Por eso dependerá de “los bloques del medio”, donde el Frente de Todos cuenta hasta ahora solo con los 4 votos del interbloque Provincias Unidas, integrado por misioneros y rionegrinos. Precisamente los votos aliados que permitieron la media sanción del Senado.

Es clave en este contexto la postura del interbloque Federal, de 8 integrantes, donde Graciela Camaño -quien integra además actualmente el Consejo de la Magistratura- se ha expresado a favor de la presencia de un miembro de la Corte en el organismo, mas no presidiéndolo.
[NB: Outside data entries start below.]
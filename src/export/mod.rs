//! CSV export of the dealer store
//!
//! Export is a separate path from scraping: it opens the store read-only,
//! reads everything back, and writes a delimited file. It never mutates the
//! store.

mod csv_file;

pub use csv_file::export_csv;

use crate::store::StoreError;
use thiserror::Error;

/// Errors that can occur during export
///
/// Destination failures are fatal to the export operation only; a read
/// failure from the store propagates as the store's own error kind.
#[derive(Debug, Error)]
pub enum ExportError {
    #[error("CSV write error: {0}")]
    Csv(#[from] csv::Error),

    #[error("Storage error: {0}")]
    Store(#[from] StoreError),

    #[error("IO error: {0}")]
    Io(#[from] std::io::Error),
}

/// Result type for export operations
pub type ExportResult<T> = Result<T, ExportError>;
Según se especulaba paralelamente a la media sanción alcanzada en la Cámara alta, la cerrazón del oficialismo para aceptar modificaciones que incluyeran al Tribunal Supremo en el futuro Consejo de la Magistratura podría ser vinculada a una eventual negociación a encarar en Diputados para lograr la aprobación. Lo cual motivaría una vuelta al Senado para convalidar o no los cambios. He ahí un detalle no menor.

Fuentes consultadas por parlamentario.com aclararon que la principal oposición mantendrá su rechazo al proyecto del Poder Ejecutivo proveniente del Senado, más allá de la disposición que pueda mostrar el FdT a aceptar modificaciones. Habría que buscar las razones de esa postura en el hecho de que, como dijimos, los eventuales cambios deberían ser luego convalidados por un Senado que a los miembros de JxC no le dan mayores garantías.

– Si Diputados aprobara el proyecto que viene del Senado, pero con modificaciones y por un número ajustado como puede pasar hoy en la Cámara baja, ¿el Senado podría ratificar el propio con 37 votos? Y si por ventura hubiera un acuerdo que permitiera una aprobación con cambios más amplia, ¿de qué manera el Senado podría insistir con el proyecto original? –preguntó parlamentario.com.

– Si Diputados aprueba el proyecto con modificaciones y mayoría simple, el Senado puede insistir en su propia sanción con igual mayoría simple. Si Diputados modifica y aprueba con dos tercios, el Senado necesitaría los mismos dos tercios para insistir con su sanción original –explicó el diputado Pablo Tonelli, quien es además miembro del Consejo de la Magistratura.

Consultada por este medio, otra fuente de Juntos por el Cambio fue más allá del detalle reglamentario al advertir que, atento a la posibilidad concreta con la que cuenta el Senado para insistir con el texto original, “los cambios en Diputados pueden ser una trampa cazabobos… Claro que más que bobos, yo diría cómplices”.

“Porque no hay bobos de este lado… Puede haber vivos, pero no bobos”, insistió una importante fuente del interbloque JxC al justificar el rechazo que estarían dispuestos a mantener respecto de las modificaciones al Consejo de la Magistratura.